▶ **Brief**
Find the string "precision" in the records and copy each line where it occurs.

▶ **Data for processing**
use anyhow::Result;
use image::GrayImage;

/// Pixels darker than this count as ink.
const INK_THRESHOLD: u8 = 128;

/// Ceiling applied to each page's PSNR before averaging.
pub const MAX_PSNR: f64 = 100.0;

/// Binarization quality of one restored page against its ground truth.
#[derive(Debug, Clone, Copy, PartialEq)]
pub struct BinarizationMetrics {
    /// Pixel F-measure over ink pixels, in `[0, 1]`.
    pub f_measure: f64,
    /// Peak signal-to-noise ratio in dB, infinite for identical images.
    pub psnr: f64,
}

impl BinarizationMetrics {
    pub fn calculate(ground_truth: &GrayImage, predicted: &GrayImage) -> Result<Self> {
        if ground_truth.dimensions() != predicted.dimensions() {
            anyhow::bail!(
                "Ground truth is {:?} but prediction is {:?}",
                ground_truth.dimensions(),
                predicted.dimensions()
            );
        }

        Ok(Self {
            f_measure: Self::f_measure(ground_truth, predicted),
            psnr: Self::psnr(ground_truth, predicted),
        })
    }

    fn f_measure(ground_truth: &GrayImage, predicted: &GrayImage) -> f64 {
        let (mut true_pos, mut false_pos, mut false_neg) = (0u64, 0u64, 0u64);
        for (gt, pred) in ground_truth.pixels().zip(predicted.pixels()) {
            match (gt[0] < INK_THRESHOLD, pred[0] < INK_THRESHOLD) {
                (true, true) => true_pos += 1,
                (false, true) => false_pos += 1,
                (true, false) => false_neg += 1,
                (false, false) => {}
            }
        }

        if true_pos + false_pos + false_neg == 0 {
            return 1.0; // blank page predicted blank
        }
        if true_pos == 0 {
            return 0.0;
        }

        let precision = true_pos as f64 / (true_pos + false_pos) as f64;
        let recall = true_pos as f64 / (true_pos + false_neg) as f64;
        2.0 * precision * recall / (precision + recall)
    }

    fn psnr(ground_truth: &GrayImage, predicted: &GrayImage) -> f64 {
        let squared_error: f64 = ground_truth
            .pixels()
            .zip(predicted.pixels())
            .map(|(gt, pred)| {
                let d = gt[0] as f64 - pred[0] as f64;
                d * d
            })
            .sum();
        let count = ground_truth.width() as f64 * ground_truth.height() as f64;
        let mse = if count > 0.0 { squared_error / count } else { 0.0 };

        if mse == 0.0 {
            return f64::INFINITY;
        }
        10.0 * (255.0 * 255.0 / mse).log10()
    }
}

#[derive(Debug, Clone)]
pub struct SampleMetrics {
    pub file_name: String,
    pub metrics: BinarizationMetrics,
}

/// Aggregate over every page that had a ground truth.
#[derive(Debug, Clone)]
pub struct BatchMetrics {
    pub samples: Vec<SampleMetrics>,
    pub average_f_measure: f64,
    pub average_psnr: f64,
    pub min_f_measure: f64,
}

impl BatchMetrics {
    pub fn calculate(samples: Vec<SampleMetrics>) -> Self {
        let count = samples.len() as f64;
        let mut total_f_measure = 0.0;
        let mut total_psnr = 0.0;
        let mut min_f_measure = f64::INFINITY;

        for sample in &samples {
            total_f_measure += sample.metrics.f_measure;
            total_psnr += sample.metrics.psnr.min(MAX_PSNR);
            min_f_measure = min_f_measure.min(sample.metrics.f_measure);
        }

        let (average_f_measure, average_psnr) = if count > 0.0 {
            (total_f_measure / count, total_psnr / count)
        } else {
            (0.0, 0.0)
        };
        if samples.is_empty() {
            min_f_measure = 0.0;
        }

        Self {
            samples,
            average_f_measure,
            average_psnr,
            min_f_measure,
        }
    }

    /// Check if quality meets thresholds
    pub fn meets_thresholds(&self, min_f_measure: f64, min_psnr: f64) -> bool {
        self.average_f_measure >= min_f_measure && self.average_psnr >= min_psnr
    }
}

▶ **The completed task**
        let precision = true_pos as f64 / (true_pos + false_pos) as f64;
        2.0 * precision * recall / (precision + recall)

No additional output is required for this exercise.